KAMUNYORI & COMPANY ADVOCATES v CANNON ASSURANCE (K) LIMITED [2006] KEHC 2345 (KLR)
Full Case Text
REPUBLIC OF KENYA IN THE HIGH COURT OF KENYA AT NAIROBI (MILIMANI COMMERCIAL COURTS)
Misc Appli 999 of 2005
KAMUNYORI & COMPANY ADVOCATES……..................................…...…..APPLICANT
VERSUS
CANNON ASSURANCE (K) LIMITED……...............................………..…RESPONDENT
R U L I N G
The respondent to the bill of costs has brought a Notice of Motion brought under Section 51 (2), Rule 3 of The Advocates (Remuneration) Order.
The application seeks the setting aside the certificate of taxation dated 27th February 2006 and that the respondent be given an opportunity to be heard on the advocate client bill of costs dated 15th November 2005.
The application is supported by a short but to the point affidavit of Musembi Ndolo.
He deponed that he has the conduct of this matter on behalf of the Respondent. That on 18th January 2006 he received notice of taxation, which was a day after taxation, had taken place. That he had instructions from the Respondent to object to the bill of costs. In submissions counsel for the Respondent stated that the amount taxed was excessive.

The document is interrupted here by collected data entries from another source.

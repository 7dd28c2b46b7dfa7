//! Target-directory resolution and validation.

use anyhow::{Context, Result};
use log::info;
use std::path::{Path, PathBuf};

use crate::runtime::Runtime;

/// Expands a relative path to an absolute one, resolving symlinks when the
/// path already exists. A path that does not exist yet is returned
/// absolute but unresolved, so a fresh download directory can still be
/// created from it.
pub fn full_path<R: Runtime>(runtime: &R, path: &Path) -> Result<PathBuf> {
    let absolute = if path.is_absolute() {
        path.to_path_buf()
    } else {
        runtime
            .current_dir()
            .context("cannot determine current working directory")?
            .join(path)
    };

    if runtime.exists(&absolute) {
        runtime
            .canonicalize(&absolute)
            .with_context(|| format!("cannot resolve {}", absolute.display()))
    } else {
        Ok(absolute)
    }
}

/// Checks whether a path is usable. With `strict` the path must not exist
/// yet; otherwise it must exist.
pub fn is_valid_path<R: Runtime>(runtime: &R, path: &Path, strict: bool) -> bool {
    if strict {
        !runtime.exists(path)
    } else {
        runtime.exists(path)
    }
}

/// Resolves the download directory: an explicit one is absolutized, an
/// omitted one falls back to the current working directory, and a missing
/// one is created with all parents.
pub fn resolve_target_dir<R: Runtime>(runtime: &R, directory: Option<PathBuf>) -> Result<PathBuf> {
    let target = match directory {
        Some(dir) => full_path(runtime, &dir)?,
        None => {
            info!("download directory not specified, using current working directory");
            runtime
                .current_dir()
                .context("cannot determine current working directory")?
        }
    };

    if !is_valid_path(runtime, &target, false) {
        info!("download directory does not exist, creating");
        runtime
            .create_dir_all(&target)
            .with_context(|| format!("failed to create download directory {}", target.display()))?;
    }

    Ok(target)
}

#[cfg(test)]
mod tests {
    use super::*;
    use crate::runtime::MockRuntime;
    use mockall::predicate::eq;

    fn cwd() -> PathBuf {
        PathBuf::from("/home/user")
    }

    #[test]
    fn relative_paths_are_joined_to_the_current_dir() {
        let mut runtime = MockRuntime::new();
        runtime.expect_current_dir().returning(|| Ok(cwd()));
        runtime.expect_exists().return_const(false);

        let path = full_path(&runtime, Path::new("packs")).unwrap();
        assert_eq!(path, PathBuf::from("/home/user/packs"));
    }

    #[test]
    fn existing_paths_are_canonicalized() {
        let mut runtime = MockRuntime::new();
        runtime.expect_exists().return_const(true);
        runtime
            .expect_canonicalize()
            .with(eq(PathBuf::from("/data/link")))
            .returning(|_| Ok(PathBuf::from("/data/real")));

        let path = full_path(&runtime, Path::new("/data/link")).unwrap();
        assert_eq!(path, PathBuf::from("/data/real"));
    }

    #[test]
    fn strict_validation_rejects_existing_paths() {
        let mut runtime = MockRuntime::new();
        runtime.expect_exists().return_const(true);

        assert!(!is_valid_path(&runtime, Path::new("/data"), true));
        assert!(is_valid_path(&runtime, Path::new("/data"), false));
    }

    #[test]
    fn missing_target_dir_is_created() {
        let mut runtime = MockRuntime::new();
        runtime.expect_exists().return_const(false);
        runtime
            .expect_create_dir_all()
            .with(eq(PathBuf::from("/downloads/pack")))
            .times(1)
            .returning(|_| Ok(()));

        let target =
            resolve_target_dir(&runtime, Some(PathBuf::from("/downloads/pack"))).unwrap();
        assert_eq!(target, PathBuf::from("/downloads/pack"));
    }

    #[test]
    fn omitted_target_dir_falls_back_to_cwd() {
        let mut runtime = MockRuntime::new();
        runtime.expect_current_dir().returning(|| Ok(cwd()));
        runtime.expect_exists().return_const(true);

        let target = resolve_target_dir(&runtime, None).unwrap();
        assert_eq!(target, cwd());
    }
}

The application was opposed by the applicant with the bill. He argued that the application is frivolous, scandalous, misconceived and incompetent. He stated that he served the notice of taxation through registered post, which was sent on 10th January 2006. That the respondent had six clear days from the date of postage to the date of taxation, that is 17th January 2006. That accordingly the Respondent had not been denied an opportunity to oppose the bill of costs. Applicant with the bill faulted the Respondent’s application on the basis that it ought to have been brought under paragraph 11 of the Advocates (Remuneration) order.
I have considered the application before court and I have also considered the arguments of counsels. The Respondent on alleging that they did not receive the taxation notice within time, by registered post placed on themselves evidential burden of proof to prove that they received that notice on 18th January 2006, a day after taxation. It was not enough to simply state in the supporting affidavit that receipt was on that date. Having so placed themselves with that burden, the Respondent failed to satisfy it. On that score alone the Respondent’s application fails.

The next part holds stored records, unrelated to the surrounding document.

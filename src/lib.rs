pub mod catalog;
pub mod download;
pub mod http;
pub mod manifest;
pub mod paths;
pub mod report;
pub mod runtime;
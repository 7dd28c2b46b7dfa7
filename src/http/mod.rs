//! HTTP retrieval with bounded retry and failure classification.

mod fetch;
mod useragent;

pub use fetch::{
    AttemptOutcome, FETCH_TIMEOUT, FailureKind, FetchSession, RETRY_DELAY, RETRY_MAX, RETRY_STATUS,
    client,
};
pub use useragent::{USER_AGENTS, random_user_agent};
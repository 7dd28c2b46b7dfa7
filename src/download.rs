//! Placement of downloaded artifacts into the target directory.

use anyhow::{Context, Result, anyhow, bail};
use log::{debug, info};
use reqwest::{Client, StatusCode};
use std::io::Write;
use std::path::{Component, Path, PathBuf};

use crate::http::FetchSession;
use crate::manifest::Manifest;
use crate::runtime::Runtime;

/// Streams `url` into `dest` and returns the number of bytes written.
///
/// Only a 200 is written out; any other outcome is an error here, after the
/// fetch session has already exhausted its retries and reported the details.
#[tracing::instrument(skip(runtime, client))]
pub async fn download_to<R: Runtime>(
    runtime: &R,
    client: &Client,
    url: &str,
    dest: &Path,
) -> Result<u64> {
    let mut response = FetchSession::run(client, url, true)
        .await
        .ok_or_else(|| anyhow!("download of {url} failed"))?;
    if response.status() != StatusCode::OK {
        bail!(
            "download of {url} returned HTTP {}",
            response.status().as_u16()
        );
    }

    let mut writer = runtime
        .create_file(dest)
        .with_context(|| format!("failed to create {}", dest.display()))?;
    let mut written: u64 = 0;
    while let Some(chunk) = response
        .chunk()
        .await
        .context("failed to read download stream")?
    {
        writer
            .write_all(&chunk)
            .with_context(|| format!("failed to write {}", dest.display()))?;
        written += chunk.len() as u64;
    }

    debug!(
        "downloaded {:.2} MB to {}",
        written as f64 / (1024.0 * 1024.0),
        dest.display()
    );
    Ok(written)
}

/// Joins a manifest-supplied path onto the target dir, rejecting anything
/// that would land outside it.
fn join_within(target_dir: &Path, sub: &str) -> Result<PathBuf> {
    let rel = Path::new(sub);
    if rel.is_absolute()
        || rel
            .components()
            .any(|c| matches!(c, Component::ParentDir | Component::Prefix(_)))
    {
        bail!("manifest path {sub:?} escapes the target directory");
    }
    Ok(target_dir.join(rel))
}

/// Downloads every file of the manifest into `target_dir`, one at a time,
/// each under its own sub-directory, then the installer next to them when
/// requested. The first failed file aborts the run.
#[tracing::instrument(skip(runtime, client, manifest), fields(pack = %manifest.name))]
pub async fn download_pack<R: Runtime>(
    runtime: &R,
    client: &Client,
    manifest: &Manifest,
    target_dir: &Path,
    include_installer: bool,
) -> Result<()> {
    for file in &manifest.files {
        let dir = if file.path.is_empty() {
            target_dir.to_path_buf()
        } else {
            join_within(target_dir, &file.path)?
        };
        runtime
            .create_dir_all(&dir)
            .with_context(|| format!("failed to create {}", dir.display()))?;

        let dest = join_within(&dir, &file.name)?;
        info!("downloading {} to {}", file.url, dest.display());
        download_to(runtime, client, &file.url, &dest).await?;
    }

    if include_installer {
        let installer = manifest
            .installer
            .as_ref()
            .ok_or_else(|| anyhow!("pack {} does not provide an installer", manifest.name))?;
        let dest = join_within(target_dir, &installer.name)?;
        info!("downloading installer {} to {}", installer.url, dest.display());
        download_to(runtime, client, &installer.url, &dest).await?;
    }

    Ok(())
}
//! Thread-safe console reporting.
//!
//! Fetch sessions for one pack may run on many workers at once, and each of
//! them writes diagnostics to the same console. Every message goes through a
//! single process-wide lock so lines are never interleaved mid-write. The
//! lock is scoped to one write; it is never held across network I/O or
//! retry sleeps.

use std::io::{self, Write};
use std::sync::{Mutex, PoisonError};

static PRINT_LOCK: Mutex<()> = Mutex::new(());

/// Writes one diagnostic line to stdout.
///
/// Safe to call from any number of threads or tasks without external
/// synchronization. No ordering is guaranteed across calls, only that each
/// individual message comes out in one piece. A failed stdout write panics;
/// there is no error to hand back from a diagnostic path.
pub fn report(message: &str) {
    write_locked(&mut io::stdout().lock(), message);
}

fn write_locked<W: Write>(out: &mut W, message: &str) {
    // Recover a poisoned lock: a panicking reporter must not silence the rest.
    let _guard = PRINT_LOCK.lock().unwrap_or_else(PoisonError::into_inner);
    writeln!(out, "{message}").expect("console write failed");
}

#[cfg(test)]
mod tests {
    use super::*;
    use std::sync::Arc;
    use std::thread;

    /// Writes one byte per call, yielding first, so that unsynchronized
    /// concurrent writers would interleave almost surely.
    #[derive(Clone)]
    struct TricklingWriter {
        buf: Arc<Mutex<Vec<u8>>>,
    }

    impl Write for TricklingWriter {
        fn write(&mut self, data: &[u8]) -> io::Result<usize> {
            if data.is_empty() {
                return Ok(0);
            }
            thread::yield_now();
            self.buf.lock().unwrap().push(data[0]);
            Ok(1)
        }

        fn flush(&mut self) -> io::Result<()> {
            Ok(())
        }
    }

    #[test]
    fn concurrent_messages_are_never_interleaved() {
        let writer = TricklingWriter {
            buf: Arc::new(Mutex::new(Vec::new())),
        };

        let handles: Vec<_> = (0..50)
            .map(|i| {
                let mut writer = writer.clone();
                thread::spawn(move || {
                    write_locked(&mut writer, &format!("worker {i:02} failed to fetch its file"))
                })
            })
            .collect();
        for handle in handles {
            handle.join().unwrap();
        }

        let captured = writer.buf.lock().unwrap().clone();
        let output = String::from_utf8(captured).unwrap();
        let mut lines: Vec<&str> = output.lines().collect();
        lines.sort_unstable();

        let mut expected: Vec<String> = (0..50)
            .map(|i| format!("worker {i:02} failed to fetch its file"))
            .collect();
        expected.sort_unstable();

        assert_eq!(lines, expected);
    }

    #[test]
    fn single_message_ends_with_newline() {
        let mut buf = Vec::new();
        write_locked(&mut buf, "hello");
        assert_eq!(buf, b"hello\n");
    }
}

The Applicants argument that the Respondent’s application having been brought under the wrong provisions of the law must fail is not correct. I am of the view that such failure cannot defeat an application, the application would have to be such that what it seeks is incomprehensible or was to cause prejudice to the opposing party for the court to hold that it must fail.
The end of the matter is that the Respondent having failed to prove on a balance of probability that they received the taxation notice late, the Notice of Motion dated 14th March 2006, does and must fail. The same is dismissed with costs to the Applicant with the bill of costs.
MARY KASANGO
JUDGE
Dated and delivered this 8th June 2006.